Musk said, “Vehicles are conclusion optimization computers. Tesla is working on a big project that I can’t talk too much about today called Dojo, which is a super powerful training computer. Dojo will be able to ingest massive amounts of video data. We can also use the Dojo computer to do massive unsupervised training on video.”In a recent statement, Andrej Karpathy, the senior director of artificial intelligence at Tesla, stated that the ultimate goal of training computers with Dojo is to achieve lower costs and significantly improve performance. It is currently unknown what stage the development of Dojo is at or when it will be deployed.
We have learned that Tesla is exploring self-supervised learning for computer vision, specifically for perceiving depth in a given field.
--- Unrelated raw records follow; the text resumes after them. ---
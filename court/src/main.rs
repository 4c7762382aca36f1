use agent_economy_common::{config as common_config, logging};

#[tokio::main]
async fn main() {
    let cfg: court::config::Config = common_config::load(&common_config::config_path())
        .unwrap_or_else(|e| logging::fail_startup(e));

    logging::init_tracing(&cfg.log_level);

    if let Err(e) = court::run(cfg).await {
        tracing::error!(error = %e, "court exited with error");
        std::process::exit(1);
    }
}
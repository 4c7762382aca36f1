use agent_economy_common::config::{default_log_level, default_max_body_bytes, default_request_timeout_ms};
use serde::Deserialize;

fn default_rebuttal_deadline_seconds() -> i64 {
    86_400
}

/// A single configured judge. `Fixed` exists for demo/integration-test
/// determinism (grounded in the Python test suite's `inject_judge` mock,
/// which stands in for a real evaluator without a network round trip);
/// `Http` calls a real pluggable evaluator endpoint with the dispute
/// context and expects a `JudgeVote`-shaped JSON body back.
#[derive(Debug, Clone, Deserialize)]
#[serde(tag = "kind", rename_all = "snake_case")]
pub enum JudgeConfig {
    Http { url: String },
    Fixed { worker_pct: i64, reasoning: String },
}

#[derive(Debug, Clone, Deserialize)]
pub struct Config {
    pub bind_addr: String,
    pub port: u16,
    #[serde(default = "default_log_level")]
    pub log_level: String,
    pub database_path: String,
    #[serde(default = "default_max_body_bytes")]
    pub max_body_bytes: usize,
    #[serde(default = "default_rebuttal_deadline_seconds")]
    pub rebuttal_deadline_seconds: i64,
    pub identity_url: String,
    pub central_bank_url: String,
    pub task_board_url: String,
    pub reputation_url: String,
    pub platform_agent_id: String,
    pub platform_signing_key_path: String,
    #[serde(default = "default_request_timeout_ms")]
    pub downstream_timeout_ms: u64,
    pub judges: Vec<JudgeConfig>,
}
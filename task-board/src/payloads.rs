//! Action-name constants for the envelopes Task Board verifies. Field
//! extraction happens directly off the verified `serde_json::Value` in
//! `handlers.rs` (mirroring `task_manager.py`'s own dict-indexing rather than
//! building a struct per action up front), since several actions validate
//! fields in an order that doesn't match a straightforward struct decode
//! (e.g. `create_task`'s dual `deadline_seconds`/`execution_deadline_seconds`
//! acceptance, or `record_ruling`'s two divergent `ruling_id` derivations).

pub const ACTION_CREATE_TASK: &str = "create_task";
pub const ACTION_CANCEL_TASK: &str = "cancel_task";
pub const ACTION_SUBMIT_BID: &str = "submit_bid";
pub const ACTION_LIST_BIDS: &str = "list_bids";
pub const ACTION_ACCEPT_BID: &str = "accept_bid";
pub const ACTION_SUBMIT_DELIVERABLE: &str = "submit_deliverable";
pub const ACTION_APPROVE_TASK: &str = "approve_task";
pub const ACTION_DISPUTE_TASK: &str = "dispute_task";
pub const ACTION_FILE_DISPUTE: &str = "file_dispute";
pub const ACTION_RECORD_RULING: &str = "record_ruling";
pub const ACTION_SUBMIT_RULING: &str = "submit_ruling";
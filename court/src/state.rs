use crate::config::JudgeConfig;
use crate::task_board_client::TaskBoardClient;
use agent_economy_common::central_bank_client::CentralBankClient;
use agent_economy_common::identity_client::IdentityClient;
use agent_economy_common::platform_signer::PlatformSigner;
use agent_economy_common::reputation_client::ReputationClient;
use sqlx::SqlitePool;
use std::sync::Arc;
use tokio::sync::Mutex;

/// `write_lock` serializes `file_dispute`'s existence-check-then-insert and
/// `execute_ruling`'s full judge/escrow/feedback/record orchestration, the
/// same role it plays in central-bank's and task-board's `AppState`.
#[derive(Clone)]
pub struct AppState {
    pub writer: SqlitePool,
    pub reader: SqlitePool,
    pub write_lock: Arc<Mutex<()>>,
    pub identity: Arc<IdentityClient>,
    pub central_bank: Arc<CentralBankClient>,
    pub task_board: Arc<TaskBoardClient>,
    pub reputation: Arc<ReputationClient>,
    pub platform_signer: Arc<PlatformSigner>,
    pub platform_agent_id: String,
    pub rebuttal_deadline_seconds: i64,
    pub judges: Arc<Vec<JudgeConfig>>,
    pub judge_http: reqwest::Client,
}

impl AppState {
    #[allow(clippy::too_many_arguments)]
    pub fn new(
        writer: SqlitePool,
        reader: SqlitePool,
        identity: IdentityClient,
        central_bank: CentralBankClient,
        task_board: TaskBoardClient,
        reputation: ReputationClient,
        platform_signer: PlatformSigner,
        platform_agent_id: String,
        rebuttal_deadline_seconds: i64,
        judges: Vec<JudgeConfig>,
        judge_http: reqwest::Client,
    ) -> Self {
        Self {
            writer,
            reader,
            write_lock: Arc::new(Mutex::new(())),
            identity: Arc::new(identity),
            central_bank: Arc::new(central_bank),
            task_board: Arc::new(task_board),
            reputation: Arc::new(reputation),
            platform_signer: Arc::new(platform_signer),
            platform_agent_id,
            rebuttal_deadline_seconds,
            judges: Arc::new(judges),
            judge_http,
        }
    }
}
With nearly 750,000 smart connected vehicles in their fleet, Tesla is capable of using active learning to select and save relevant video clips, which are then uploaded via wireless network. Active learning attempts to choose the most instructive training examples through various methods to maximize learning efficiency.
For example, Nvidia has developed a method for automatically selecting video frames from lengthy driving videos. They then paid human evaluators to manually select frames and compared the results to the automated method. Nvidia found that using the automated video frame selection improved neural network performance by 3-4 times compared to manual selection.
Therefore, it is likely that Tesla will use active learning to automatically create video clips from their vehicle fleet’s videos. The company will use self-supervised learning techniques and these video clips to automatically train their neural networks, accelerating the process with Dojo-trained computers.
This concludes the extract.